Egli si contrappone alla chiesa sia politicamente sia culturalmente, raccoglie nella sua corte dotti e artisti, è sostenitore del sapere laico , da vita ad istituzioni culturali, favorisce la ripresa dello studio del latino. Grazie a lui Palermo e Messina diventano importanti centri culturali. Si parla di scuola siciliana per indicare il gruppo di circa venticinque poeti, attivi tra il 1230 e il 1266. Il vero periodo di fioritura della scuola siciliana è compreso tra il 1230 e il 1250.
Nonostante i poeti siciliani si ispirino a quelli provenzali possiamo cogliere alcune differenze:
- I poeti siciliani sono borghesi che esercitano funzioni giuridiche e amministrative all’interno della corte e si dedicano alla poesia come “attività di diletto”,

- Non sono più musicisti, le loro poesie nascono come sola lettura e come esercizio privato,
- La poesia d’amore siciliana risulta più astratta rispetto a quella provenzale.
Ritorna in auge il vassallaggio d’amore , ma qui il tema è incentrato non più sul rapporto amoroso tra la donna e il poeta, ma bensì sull’amore in quanto sentimento.
Capostipite della scuola siciliana è Giacomo da Lentini, inventore del sonetto, breve componimento di 14 versi, formato da due stanze: fronte e sirma, composto da due quartine e due terzine con schema metrico alternato o incrociato. Di Giacomo da Lentini ci rimangono solo 38 componimenti fra canzoni , canzonette e sonetti. Di lui abbia due tendenze poetiche; una tragica e meditativa ed un’altra narrativa e colloquiale.

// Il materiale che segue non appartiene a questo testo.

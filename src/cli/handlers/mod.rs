use std::path::{Path, PathBuf};

use crate::cli::commands::*;
use crate::cli::output::*;
use crate::io::config_io;
use crate::io::persist::CORRUPT_KEY;
use crate::io::store::{FileStore, KeyValueStore};
use crate::logging;
use crate::model::{Category, Config, Priority, TaskId};
use crate::ops::session::{LoadSummary, Session};
use crate::ops::view::Filter;
use crate::tui;

type CmdResult = Result<(), Box<dyn std::error::Error>>;

// ---------------------------------------------------------------------------
// Dispatch
// ---------------------------------------------------------------------------

pub fn dispatch(cli: Cli) -> CmdResult {
    let json = cli.json;
    let Some(command) = cli.command else {
        return cmd_tui(cli.data_dir.as_deref());
    };

    let (data_dir, config) = load_config(cli.data_dir.as_deref())?;
    let store = FileStore::new(&data_dir);
    let corrupt_path = store.path_for(CORRUPT_KEY);
    let mut session = Session::open(store, config.defaults)?;
    for warning in load_warnings(session.load_summary(), &corrupt_path) {
        eprintln!("warning: {}", warning);
    }

    match command {
        // Read commands
        Commands::List(args) => cmd_list(&mut session, args, json),
        Commands::Board => cmd_board(&session, json),
        Commands::Stats => cmd_stats(&session, json),
        Commands::Export(args) => cmd_export(&session, args),

        // Write commands
        Commands::Add(args) => cmd_add(&mut session, args, json),
        Commands::Toggle(args) => cmd_toggle(&mut session, args, json),
        Commands::Done(args) => cmd_done(&mut session, args, json),
        Commands::Edit(args) => cmd_edit(&mut session, args, json),
        Commands::Rm(args) => cmd_rm(&mut session, args, json),
        Commands::Clear => cmd_clear(&mut session, json),
    }
}

/// Launch the terminal board
pub fn cmd_tui(data_dir_flag: Option<&Path>) -> CmdResult {
    let (data_dir, config) = load_config(data_dir_flag)?;
    let file_store = FileStore::new(&data_dir);
    let corrupt_path = file_store.path_for(CORRUPT_KEY);
    let store: Box<dyn KeyValueStore> = Box::new(file_store);
    let session = Session::open(store, config.defaults)?;
    let warnings = load_warnings(session.load_summary(), &corrupt_path);

    let mut app = tui::app::App::new(session, &config, data_dir);
    if !warnings.is_empty() {
        app.status = Some(warnings.join("; "));
    }
    tui::run(&mut app)
}

// ---------------------------------------------------------------------------
// Helpers
// ---------------------------------------------------------------------------

/// Resolve the data directory, read its config and start file logging.
fn load_config(flag: Option<&Path>) -> Result<(PathBuf, Config), Box<dyn std::error::Error>> {
    let data_dir = config_io::resolve_data_dir(flag);
    let config = config_io::read_config(&data_dir)?;
    if let Err(e) = logging::init_logging(&config.log.level, &data_dir) {
        eprintln!("warning: logging disabled: {}", e);
    }
    Ok((data_dir, config))
}

fn load_warnings(summary: LoadSummary, corrupt_path: &Path) -> Vec<String> {
    let mut warnings = Vec::new();
    if summary.corrupt {
        warnings.push(format!(
            "stored tasks were unreadable; starting empty (copy kept at {})",
            corrupt_path.display()
        ));
    }
    if summary.dropped > 0 {
        warnings.push(format!(
            "skipped {} unreadable task record{}",
            summary.dropped,
            if summary.dropped == 1 { "" } else { "s" }
        ));
    }
    warnings
}

/// Turn a failed snapshot write into the command's error
fn finish<S: KeyValueStore>(session: &mut Session<S>) -> CmdResult {
    match session.take_save_error() {
        Some(e) => Err(e.into()),
        None => Ok(()),
    }
}

fn parse_priority_arg(s: Option<&str>) -> Result<Option<Priority>, String> {
    s.map(|s| {
        Priority::parse_priority(s)
            .ok_or_else(|| format!("unknown priority '{}' (expected: low, medium, high)", s))
    })
    .transpose()
}

fn parse_category_arg(s: Option<&str>) -> Result<Option<Category>, String> {
    s.map(|s| {
        Category::parse_category(s).ok_or_else(|| {
            format!(
                "unknown category '{}' (expected: work, personal, shopping, health)",
                s
            )
        })
    })
    .transpose()
}

/// Print the task with `id` as a line or as JSON
fn print_task<S: KeyValueStore>(session: &Session<S>, id: &TaskId, json: bool) -> CmdResult {
    let task = session
        .find(id)
        .ok_or_else(|| format!("task not found: {}", id))?;
    if json {
        println!("{}", serde_json::to_string_pretty(&task_to_json(task))?);
    } else {
        println!("{}", format_task_line(task));
    }
    Ok(())
}

// ---------------------------------------------------------------------------
// Read commands
// ---------------------------------------------------------------------------

fn cmd_list<S: KeyValueStore>(session: &mut Session<S>, args: ListArgs, json: bool) -> CmdResult {
    let filter = Filter::parse_filter(&args.filter).ok_or_else(|| {
        format!(
            "unknown filter '{}' (expected: all, active, completed)",
            args.filter
        )
    })?;
    session.set_filter(filter);
    let tasks = session.visible();

    if json {
        let out: Vec<TaskJson> = tasks.iter().map(|t| task_to_json(t)).collect();
        println!("{}", serde_json::to_string_pretty(&out)?);
    } else {
        for line in format_task_list(&tasks, filter) {
            println!("{}", line);
        }
    }
    Ok(())
}

fn cmd_board<S: KeyValueStore>(session: &Session<S>, json: bool) -> CmdResult {
    let board = session.board();
    if json {
        println!("{}", serde_json::to_string_pretty(&board_to_json(&board))?);
    } else {
        for line in format_board(&board) {
            println!("{}", line);
        }
    }
    Ok(())
}

fn cmd_stats<S: KeyValueStore>(session: &Session<S>, json: bool) -> CmdResult {
    let stats = session.stats();
    if json {
        println!("{}", serde_json::to_string_pretty(&stats)?);
    } else {
        println!("{}", format_stats(&stats));
    }
    Ok(())
}

fn cmd_export<S: KeyValueStore>(session: &Session<S>, args: ExportArgs) -> CmdResult {
    if !args.html {
        return Err("choose an export format (--html)".into());
    }
    let html = render_html(&session.board(), &session.stats());
    match args.output {
        Some(path) => {
            crate::io::store::atomic_write(&path, html.as_bytes())
                .map_err(|e| format!("could not write {}: {}", path.display(), e))?;
            log::info!("event=export format=html tasks={}", session.tasks().len());
            println!("wrote {}", path.display());
        }
        None => print!("{}", html),
    }
    Ok(())
}

// ---------------------------------------------------------------------------
// Write commands
// ---------------------------------------------------------------------------

fn cmd_add<S: KeyValueStore>(session: &mut Session<S>, args: AddArgs, json: bool) -> CmdResult {
    let priority = parse_priority_arg(args.priority.as_deref())?;
    let category = parse_category_arg(args.category.as_deref())?;
    let text = args.text.join(" ");

    let id = session.add(&text, priority, category)?;
    finish(session)?;

    if json {
        let out = AddedJson { id: id.to_string() };
        println!("{}", serde_json::to_string_pretty(&out)?);
    } else {
        println!("{}", id);
    }
    Ok(())
}

fn cmd_toggle<S: KeyValueStore>(session: &mut Session<S>, args: IdArg, json: bool) -> CmdResult {
    let id = TaskId::from(args.id.as_str());
    session.toggle(&id)?;
    finish(session)?;
    print_task(session, &id, json)
}

fn cmd_done<S: KeyValueStore>(session: &mut Session<S>, args: IdArg, json: bool) -> CmdResult {
    let id = TaskId::from(args.id.as_str());
    let changed = session.complete(&id)?;
    finish(session)?;
    if !changed && !json {
        eprintln!("{} was already completed", id);
    }
    print_task(session, &id, json)
}

fn cmd_edit<S: KeyValueStore>(session: &mut Session<S>, args: EditArgs, json: bool) -> CmdResult {
    let id = TaskId::from(args.id.as_str());
    session.set_text(&id, &args.text.join(" "))?;
    finish(session)?;
    print_task(session, &id, json)
}

fn cmd_rm<S: KeyValueStore>(session: &mut Session<S>, args: IdArg, json: bool) -> CmdResult {
    let id = TaskId::from(args.id.as_str());
    let removed = session.delete(&id)?;
    finish(session)?;
    if json {
        println!("{}", serde_json::to_string_pretty(&task_to_json(&removed))?);
    } else {
        println!("deleted {}", removed.id);
    }
    Ok(())
}

fn cmd_clear<S: KeyValueStore>(session: &mut Session<S>, json: bool) -> CmdResult {
    let removed = session.clear_completed();
    finish(session)?;
    if json {
        println!("{}", serde_json::json!({ "removed": removed }));
    } else {
        println!(
            "cleared {} completed task{}",
            removed,
            if removed == 1 { "" } else { "s" }
        );
    }
    Ok(())
}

Per quanto riguarda la metrica le forma adottate dalla scuola siciliana sono principalmente tre : Canzone, Canzonetta e sonetto.

La canzone è formata da endecasillabi( 11 versi) spesso alternati a settenari (7 versi) e solitamente si presta ad argomenti nobili ed elevati. Riguardo alle scelte stilistiche la scuola siciliana utilizza linguaggi elevati. Anche se il volgare siciliano costituisce la base del linguaggio esso è stato reso “illustre e interregionale” attraverso la conoscenza del latino, va anche detto che non ci sono pervenute copie originali dei canzonieri siciliani poiché queste opere furono trascritte dai copisti toscani che involontariamente ne alter ararono la lingua.
La lirica toscana assume un’importanza fondamentale , ponendosi come erede di quella siciliana, e come nucleo per lo sviluppo del genere. Nasce il Canone lirico italiano, bastato sulle origini siciliane e sull’eccellenza dei toscani, Quindi sulla finezza delle forme a dei linguaggi. Alla base di questo cambio di stile- operazione culturale, c’è Dante, che nel De Vulgari Eloquentia esprime ammirazione per il linguaggio ricercato e per lo stile siciliano, ponendo se e i poeti stilnovistici come unici continuatori di quel filone.